How to use SraToolkit
Introduction
prefetch is par of the SRA Tools provided by NCBI and is a command line tool for pre-downloading sequence data (SRA accessions). In this documsnt, we show the user procedure for downloading data to the NIG using prefetch while logged in to the NIG supercomputer.
Note: The commands prefetch and vdb-config, which are used below, are already installed in the general analysis section of the NIG.
Note2: For more detailed instructions, please refer to the following site of ncbi,
https://github.com/ncbi/sra-tools/wiki/08.-prefetch-and-fasterq-dump
1. Basic Usage
- Check the size of the downloaded file using the vdb-dump command (it will be displayed in the size: field). If it is larger than 20 GB, specify a number greater than the required size in the --max-size option when using the prefetch command.
- Next, use the prefetch command to download the directory corresponding to the SRA accession.
- Finally, use the fastq-dump command to extract the fastq files. Note that the free HDD space should be approximately 17 times the accession size.
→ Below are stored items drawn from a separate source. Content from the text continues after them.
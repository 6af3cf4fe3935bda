//! Actor-based counter instances.
//!
//! Each counter key is served by at most one ractor actor at a time. The
//! actor migrates its store before it accepts a message, then handles
//! reads, mutations and connection changes strictly one at a time.
//!
//! # Components
//!
//! - `CounterActorDef`: the per-key actor
//! - `CounterMessage`: messages the actor handles
//! - `CounterRouter`: maps keys to live instances, spawning and rehydrating
//! - `CounterError`: business errors returned via RPC replies
//!
//! # Example
//!
//! ```ignore
//! use tally_objects::actors::{CounterRouter, RouterConfig};
//! use tally_objects::persistence::StoreConfig;
//!
//! let router = CounterRouter::new(StoreConfig::in_memory(), RouterConfig::default());
//! let key = "room1".parse()?;
//! assert_eq!(router.increment(&key).await?, 1);
//! ```

pub mod counter;
pub mod errors;
pub mod messages;
pub mod router;

pub use counter::{CounterActorDef, CounterArguments, CounterState};
pub use errors::CounterError;
pub use messages::{CountReply, CounterMessage};
pub use router::{CounterRouter, DEFAULT_CONNECTION_BUFFER, RouterConfig};
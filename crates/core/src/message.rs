//! Messages streamed to watching clients.

use serde::{Deserialize, Serialize};

use crate::error::{Error, Result};

/// Messages pushed from a counter to its streaming connections.
///
/// Encoded as UTF-8 JSON text frames, e.g. `{"type":"update","count":2}`.
#[derive(Debug, Clone, Copy, PartialEq, Eq, Serialize, Deserialize)]
#[serde(tag = "type", rename_all = "snake_case")]
pub enum UpdateMessage {
    /// Current value of the counter.
    Update { count: i64 },
}

impl UpdateMessage {
    /// Update carrying `count`.
    #[must_use]
    pub const fn update(count: i64) -> Self {
        Self::Update { count }
    }

    /// Count carried by the message.
    #[must_use]
    pub const fn count(&self) -> i64 {
        match self {
            Self::Update { count } => *count,
        }
    }

    /// Encode as a JSON text frame payload.
    ///
    /// # Errors
    ///
    /// Returns `Error::Serialization` if encoding fails.
    pub fn to_json(&self) -> Result<String> {
        serde_json::to_string(self).map_err(|e| Error::serialization(e.to_string()))
    }

    /// Decode a JSON text frame payload.
    ///
    /// # Errors
    ///
    /// Returns `Error::Serialization` if the payload is not an update message.
    pub fn from_json(text: &str) -> Result<Self> {
        serde_json::from_str(text).map_err(|e| Error::serialization(e.to_string()))
    }
}

#[cfg(test)]
mod tests {
    use super::*;

    #[test]
    fn test_update_wire_format() {
        let json = UpdateMessage::update(2).to_json();
        assert_eq!(json, Ok(r#"{"type":"update","count":2}"#.to_string()));
    }

    #[test]
    fn test_negative_counts_encode() {
        let json = UpdateMessage::update(-3).to_json();
        assert_eq!(json, Ok(r#"{"type":"update","count":-3}"#.to_string()));
    }

    #[test]
    fn test_rejects_unknown_type() {
        let msg = UpdateMessage::from_json(r#"{"type":"reset"}"#);
        assert!(matches!(msg, Err(Error::Serialization { .. })));
    }
}
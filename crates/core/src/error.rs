//! Core error types for Tally.
//!
//! All errors are explicit, typed, and recoverable - no panics allowed.

use thiserror::Error;

/// Core error type shared by every Tally crate.
#[derive(Debug, Clone, PartialEq, Eq, Error)]
pub enum Error {
    /// The counter key cannot be used to address an actor.
    #[error("invalid counter key '{key}': {reason}")]
    InvalidKey { key: String, reason: String },

    /// A wire message could not be encoded or decoded.
    #[error("serialization error: {reason}")]
    Serialization { reason: String },
}

impl Error {
    /// Create an invalid key error.
    pub fn invalid_key(key: impl Into<String>, reason: impl Into<String>) -> Self {
        Self::InvalidKey {
            key: key.into(),
            reason: reason.into(),
        }
    }

    /// Create a serialization error.
    pub fn serialization(reason: impl Into<String>) -> Self {
        Self::Serialization {
            reason: reason.into(),
        }
    }
}

/// The standard Result type for Tally operations.
pub type Result<T> = std::result::Result<T, Error>;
Below is the case of downloading SRR000001 (size is less than 20 GB), and downloaded to /path/to/download_dir .
$ vdb-dump SRR1951777 --info
$ prefetch SRR000001 -O /path/to/download_dir
$ cd ./path/to/be/used
$ fasterq-dump SRR000001
The following is another example of downloading SRR1951777 (size is over then 20GB), and downloaded to /path/to/download_dir .
$ vdb-dump SRR1951777 --info
$ prefetch SRR1951777 --max-size 420000000000 -O /path/to/download_dir
$ fasterq-dump SRR1951777